Two endpoints, two advisors, six tools, one ChatClient. Let's break down the three memory types.

Managing chat memory with Spring Advisors

Spring AI's advisor pattern is where the magic lives. Advisors intercept every call to the LLM and can modify the prompt before it goes out and process the response when it comes back.

MessageChatMemoryAdvisor handles episodic memory. Before each LLM call, it loads the last 100 messages for the current conversation from the SPRING_AI_CHAT_MEMORY table and prepends them to the prompt. After the response, it saves the new exchange. The conversation is identified by the X-Conversation-Id header: different ID, different memory.

Implementing RAG with document retrievers

RetrievalAugmentationAdvisor handles semantic memory. Before each LLM call, a custom OracleHybridDocumentRetriever calls DBMS_HYBRID_VECTOR.SEARCH, which runs vector similarity search and Oracle Text keyword search in parallel and fuses the results with Reciprocal Rank Fusion (RRF). 
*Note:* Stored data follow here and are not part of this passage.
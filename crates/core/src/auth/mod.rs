//! Brokerage auth token service.
//!
//! The token comes from an external OAuth collaborator and is cached for
//! 15 minutes. Services that receive an `Unauthorized` upstream error call
//! [`AuthService::invalidate`] so the next request re-acquires a token;
//! the failing call itself still fails.

use std::sync::Arc;

use huskly_market_data::BrokerageApi;
use log::debug;

use crate::cache::ExpiringCache;
use crate::constants::{TOKEN_CACHE_KEY, TOKEN_CACHE_TTL_SECS};
use crate::errors::Result;

pub struct AuthService {
    cache: Arc<ExpiringCache>,
    api: Arc<dyn BrokerageApi>,
}

impl AuthService {
    pub fn new(cache: Arc<ExpiringCache>, api: Arc<dyn BrokerageApi>) -> Self {
        Self { cache, api }
    }

    /// Get a bearer token, re-acquiring from the OAuth collaborator on
    /// cache miss.
    pub async fn get_token(&self) -> Result<String> {
        self.cache
            .fetch_through(TOKEN_CACHE_KEY, TOKEN_CACHE_TTL_SECS, || async {
                debug!("auth token cache miss, re-acquiring");
                Ok(self.api.fetch_token().await?)
            })
            .await
    }

    /// Evict the cached token (called on a 401 from the brokerage API).
    pub fn invalidate(&self) {
        self.cache.remove(TOKEN_CACHE_KEY);
    }
}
The top 5 matching documents get injected into the prompt as context via a custom ContextualQueryAugmenter that treats the documents as supplementary; the LLM is told to use them only for policy questions, not for action requests or conversational context. This prevents the RAG context from overriding chat history or suppressing tool calls.
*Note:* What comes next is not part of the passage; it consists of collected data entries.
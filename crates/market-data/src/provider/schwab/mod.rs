//! Schwab brokerage API client.
//!
//! Wraps the trader and marketdata REST endpoints with Bearer token
//! authentication. The token itself comes from an external OAuth
//! collaborator (a proxy endpoint returning `{ "token": ... }`); this
//! client never persists it - token caching and eviction belong to the
//! domain layer.
//!
//! # API Endpoints
//!
//! - Accounts: `/trader/v1/accounts?fields=positions`
//! - Account numbers: `/trader/v1/accounts/accountNumbers`
//! - Quotes (batched): `/marketdata/v1/quotes?symbols=A,B,C`
//! - Price history: `/marketdata/v1/pricehistory?symbol=..&periodType=..`
//! - Transactions: `/trader/v1/accounts/{hash}/transactions?startDate=..&endDate=..`

pub mod models;

use std::collections::HashMap;
use std::time::Duration;

use async_trait::async_trait;
use chrono::{DateTime, SecondsFormat, Utc};
use log::debug;
use reqwest::Client;
use serde::Deserialize;

use crate::errors::MarketDataError;
use crate::models::PricePoint;
use crate::provider::traits::BrokerageApi;

use models::{
    AccountNumber, FrequencyType, PriceHistoryResponse, SchwabAccount, SymbolQuote, Transaction,
};

const BASE_URL: &str = "https://api.schwabapi.com";
const TOKEN_URL: &str = "https://huskly.finance/schwab/oauth/token";
const PROVIDER_ID: &str = "SCHWAB";

/// Default HTTP request timeout
const REQUEST_TIMEOUT: Duration = Duration::from_secs(30);

#[derive(Debug, Deserialize)]
struct TokenResponse {
    token: String,
}

/// Period selection for a price history request covering `days` days.
///
/// Mirrors the dashboard's ladder: intraday and short ranges use day
/// periods, medium ranges months, long ranges years.
fn history_period(days: u32) -> (&'static str, u32) {
    if days <= 1 {
        ("day", 1)
    } else if days <= 10 {
        ("day", days)
    } else if days <= 180 {
        ("month", days.div_ceil(30))
    } else if days <= 365 {
        ("year", 1)
    } else {
        ("year", 5)
    }
}

/// Sort candles ascending and drop duplicate timestamps, keeping the
/// first occurrence.
fn normalize_candles(response: PriceHistoryResponse) -> Vec<PricePoint> {
    if response.empty {
        return Vec::new();
    }
    let mut points: Vec<PricePoint> = response
        .candles
        .into_iter()
        .map(|c| PricePoint {
            timestamp: c.datetime,
            price: c.close,
        })
        .collect();
    points.sort_by_key(|p| p.timestamp);
    points.dedup_by_key(|p| p.timestamp);
    points
}

/// HTTP client for the Schwab trader and marketdata APIs.
#[derive(Debug, Clone)]
pub struct SchwabClient {
    client: Client,
    base_url: String,
    token_url: String,
}

impl SchwabClient {
    pub fn new() -> Self {
        Self::with_urls(BASE_URL, TOKEN_URL)
    }

    /// Override the API and token endpoints (tests point these at a local
    /// server).
    pub fn with_urls(base_url: &str, token_url: &str) -> Self {
        let client = Client::builder()
            .timeout(REQUEST_TIMEOUT)
            .build()
            .unwrap_or_else(|_| Client::new());

        Self {
            client,
            base_url: base_url.trim_end_matches('/').to_string(),
            token_url: token_url.to_string(),
        }
    }

    /// Make an authenticated GET request and parse the JSON response.
    async fn get<T: serde::de::DeserializeOwned>(
        &self,
        token: &str,
        path: &str,
    ) -> Result<T, MarketDataError> {
        let url = format!("{}{}", self.base_url, path);
        debug!("[Schwab] GET {}", url);

        let response = self.client.get(&url).bearer_auth(token).send().await?;

        let status = response.status();
        if status == reqwest::StatusCode::UNAUTHORIZED {
            return Err(MarketDataError::Unauthorized {
                provider: PROVIDER_ID.to_string(),
            });
        }
        if status == reqwest::StatusCode::TOO_MANY_REQUESTS {
            return Err(MarketDataError::RateLimited {
                provider: PROVIDER_ID.to_string(),
            });
        }
        if !status.is_success() {
            return Err(MarketDataError::ProviderError {
                provider: PROVIDER_ID.to_string(),
                message: format!("Failed to fetch {}: HTTP {}", path, status),
            });
        }

        let body = response.text().await?;
        serde_json::from_str(&body).map_err(|e| MarketDataError::InvalidResponse {
            provider: PROVIDER_ID.to_string(),
            message: e.to_string(),
        })
    }
}

impl Default for SchwabClient {
    fn default() -> Self {
        Self::new()
    }
}

#[async_trait]
impl BrokerageApi for SchwabClient {
    async fn fetch_token(&self) -> Result<String, MarketDataError> {
        debug!("[Schwab] fetching OAuth token");
        let response = self.client.get(&self.token_url).send().await?;

        if !response.status().is_success() {
            return Err(MarketDataError::ProviderError {
                provider: PROVIDER_ID.to_string(),
                message: format!("Failed to fetch token: HTTP {}", response.status()),
            });
        }

        let body = response.text().await?;
        let parsed: TokenResponse =
            serde_json::from_str(&body).map_err(|e| MarketDataError::InvalidResponse {
                provider: PROVIDER_ID.to_string(),
                message: format!("token response: {}", e),
            })?;
        Ok(parsed.token)
    }

    async fn accounts(&self, token: &str) -> Result<Vec<SchwabAccount>, MarketDataError> {
        self.get(token, "/trader/v1/accounts?fields=positions").await
    }

    async fn account_numbers(&self, token: &str) -> Result<Vec<AccountNumber>, MarketDataError> {
        self.get(token, "/trader/v1/accounts/accountNumbers").await
    }

    async fn quotes(
        &self,
        token: &str,
        symbols: &[String],
    ) -> Result<HashMap<String, SymbolQuote>, MarketDataError> {
        let symbol_list = symbols.join(",");
        self.get(token, &format!("/marketdata/v1/quotes?symbols={}", symbol_list))
            .await
    }

    async fn price_history(
        &self,
        token: &str,
        symbol: &str,
        days: u32,
        frequency: u32,
        frequency_type: FrequencyType,
    ) -> Result<Vec<PricePoint>, MarketDataError> {
        let (period_type, period) = history_period(days);
        let end_date = Utc::now().timestamp_millis();

        let mut params = vec![
            format!("symbol={}", symbol),
            format!("periodType={}", period_type),
            format!("period={}", period),
            format!("frequencyType={}", frequency_type.as_str()),
            format!("frequency={}", frequency),
            format!("endDate={}", end_date),
        ];
        if days <= 1 {
            params.push("needExtendedHoursData=true".to_string());
        }

        let response: PriceHistoryResponse = self
            .get(token, &format!("/marketdata/v1/pricehistory?{}", params.join("&")))
            .await?;
        Ok(normalize_candles(response))
    }

    async fn transactions(
        &self,
        token: &str,
        account_hash: &str,
        start: DateTime<Utc>,
        end: DateTime<Utc>,
    ) -> Result<Vec<Transaction>, MarketDataError> {
        let path = format!(
            "/trader/v1/accounts/{}/transactions?startDate={}&endDate={}",
            account_hash,
            start.to_rfc3339_opts(SecondsFormat::Millis, true),
            end.to_rfc3339_opts(SecondsFormat::Millis, true),
        );
        self.get(token, &path).await
    }
}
Why hybrid instead of pure vector search? Dense embeddings capture meaning: a query about "return policy" will match documents about refunds and exchanges even if those exact words don't appear. 
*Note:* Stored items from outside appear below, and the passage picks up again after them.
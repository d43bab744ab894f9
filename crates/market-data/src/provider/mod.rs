//! Market data providers.
//!
//! Each submodule wraps one upstream REST API. The domain layer consumes
//! providers through the traits in [`traits`], never the concrete clients
//! directly.

pub mod coincap;
pub mod schwab;
pub mod traits;
pub mod yahoo;

pub use traits::{BrokerageApi, CryptoProvider, FallbackQuoteProvider};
But they're weak on exact terms: a query for "ORD-1001" degrades because the embedding model encodes semantics, not keywords. Hybrid search covers both: the vector side handles meaning, the keyword side handles exact matches, and RRF merges the two result lists by rank position rather than trying to normalize incompatible scores.

Registering agent tools

AgentTools handles procedural memory. The .defaultTools(agentTools) call registers all six @Tool-annotated methods from the component. On every request, the LLM receives the tool descriptions alongside the user's message. If the task requires action, not just knowledge retrieval, the LLM calls the appropriate tool, gets the result, and weaves it into its response. Spring AI handles the tool-calling protocol automatically.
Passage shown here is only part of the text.